The 21st New York Infantry Regiment ("1st Buffalo Regiment") was an infantry regiment in the Union Army during the American Civil War.

Service
The 21st New York Infantry was organized at Buffalo, New York and mustered in for two years state service on May 8, 1861 and subsequently re-mustered at Elmira, New York for three months federal service under the command of Colonel William Findlay Rogers.
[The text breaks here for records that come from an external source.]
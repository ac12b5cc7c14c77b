//! Content store — one document under one fixed key.
//!
//! DESIGN
//! ======
//! The pool is opened lazily on the first operation. `OnceCell` makes the
//! open single-flight: concurrent first callers await the same in-flight
//! open instead of racing. A failed open leaves the cell empty so a later
//! call can try again.
//!
//! `put` is one upsert statement, so a failed write leaves the previous
//! value in place. Writers are last-writer-wins.

use sqlx::SqlitePool;
use tokio::sync::OnceCell;
use tracing::{debug, info};

use crate::document::SiteDocument;

pub const CONFIG_KEY: &str = "current_config";

// =============================================================================
// ERROR
// =============================================================================

#[derive(Debug, thiserror::Error)]
pub enum StoreError {
    /// The embedded database could not be opened or migrated.
    #[error("storage unavailable: {0}")]
    Unavailable(String),

    /// Query failure, or the stored value is not a JSON document.
    #[error("storage read failed: {0}")]
    ReadFailed(String),

    /// The engine rejected a put or clear.
    #[error("storage write failed: {0}")]
    WriteFailed(String),
}

impl StoreError {
    #[must_use]
    pub fn error_code(&self) -> &'static str {
        match self {
            Self::Unavailable(_) => "E_STORAGE_UNAVAILABLE",
            Self::ReadFailed(_) => "E_STORAGE_READ_FAILED",
            Self::WriteFailed(_) => "E_STORAGE_WRITE_FAILED",
        }
    }
}

// =============================================================================
// STORE
// =============================================================================

pub struct ContentStore {
    database_url: String,
    pool: OnceCell<SqlitePool>,
}

impl ContentStore {
    #[must_use]
    pub fn new(database_url: impl Into<String>) -> Self {
        Self { database_url: database_url.into(), pool: OnceCell::new() }
    }

    #[cfg(test)]
    pub fn is_open(&self) -> bool {
        self.pool.initialized()
    }

    /// Ensure the database and its table exist. Idempotent.
    ///
    /// # Errors
    ///
    /// Returns [`StoreError::Unavailable`] if the database cannot be opened.
    pub async fn open(&self) -> Result<&SqlitePool, StoreError> {
        self.pool
            .get_or_try_init(|| async {
                let pool = crate::db::init_pool(&self.database_url)
                    .await
                    .map_err(|e| StoreError::Unavailable(e.to_string()))?;
                info!(url = %self.database_url, "content store opened");
                Ok::<_, StoreError>(pool)
            })
            .await
    }

    /// Fetch the stored document, or `None` if nothing usable was written.
    /// A stored `null` reads as absent.
    ///
    /// # Errors
    ///
    /// Returns [`StoreError::Unavailable`] or [`StoreError::ReadFailed`].
    pub async fn get(&self) -> Result<Option<SiteDocument>, StoreError> {
        let pool = self.open().await?;
        let raw: Option<String> = sqlx::query_scalar("SELECT value FROM site_config WHERE key = ?")
            .bind(CONFIG_KEY)
            .fetch_optional(pool)
            .await
            .map_err(|e| StoreError::ReadFailed(e.to_string()))?;

        let Some(raw) = raw else {
            return Ok(None);
        };
        let doc = SiteDocument::parse(&raw).map_err(|e| StoreError::ReadFailed(e.to_string()))?;
        if doc.is_empty() {
            debug!("content store holds a null document, treating as empty");
            return Ok(None);
        }
        debug!(bytes = raw.len(), "content store read");
        Ok(Some(doc))
    }

    /// Replace the stored document wholesale.
    ///
    /// # Errors
    ///
    /// Returns [`StoreError::Unavailable`] or [`StoreError::WriteFailed`].
    pub async fn put(&self, doc: &SiteDocument) -> Result<(), StoreError> {
        let json = doc.to_json().map_err(|e| StoreError::WriteFailed(e.to_string()))?;
        let pool = self.open().await?;
        sqlx::query(
            "INSERT INTO site_config (key, value) VALUES (?, ?) \
             ON CONFLICT(key) DO UPDATE SET value = excluded.value",
        )
        .bind(CONFIG_KEY)
        .bind(&json)
        .execute(pool)
        .await
        .map_err(|e| StoreError::WriteFailed(e.to_string()))?;

        debug!(bytes = json.len(), "content store write");
        Ok(())
    }

    /// Remove every stored record.
    ///
    /// # Errors
    ///
    /// Returns [`StoreError::Unavailable`] or [`StoreError::WriteFailed`].
    pub async fn clear(&self) -> Result<(), StoreError> {
        let pool = self.open().await?;
        sqlx::query("DELETE FROM site_config")
            .execute(pool)
            .await
            .map_err(|e| StoreError::WriteFailed(e.to_string()))?;
        info!("content store cleared");
        Ok(())
    }
}

#[cfg(test)]
#[path = "store_test.rs"]
mod tests;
The regiment was attached to Mansfield's Command, Department of Washington, to August 1861. Division of the Potomac to October 1861. Wadsworth's Brigade, McDowell's Division, Army of the Potomac, to March 1862. Patrick's 2nd Brigade, King's 3rd Division, I Corps, Army of the Potomac, to April 1862. 2nd Brigade, King's Division, Department of the Rappahannock, to June 1862. 3rd Brigade, 1st Division, III Corps, Army of Virginia, to September 1862. 3rd Brigade, 1st Division, I Corps, Army of the Potomac, to January 1863. Provost Marshal, General Patrick's Command, Army of the Potomac, to May 1863.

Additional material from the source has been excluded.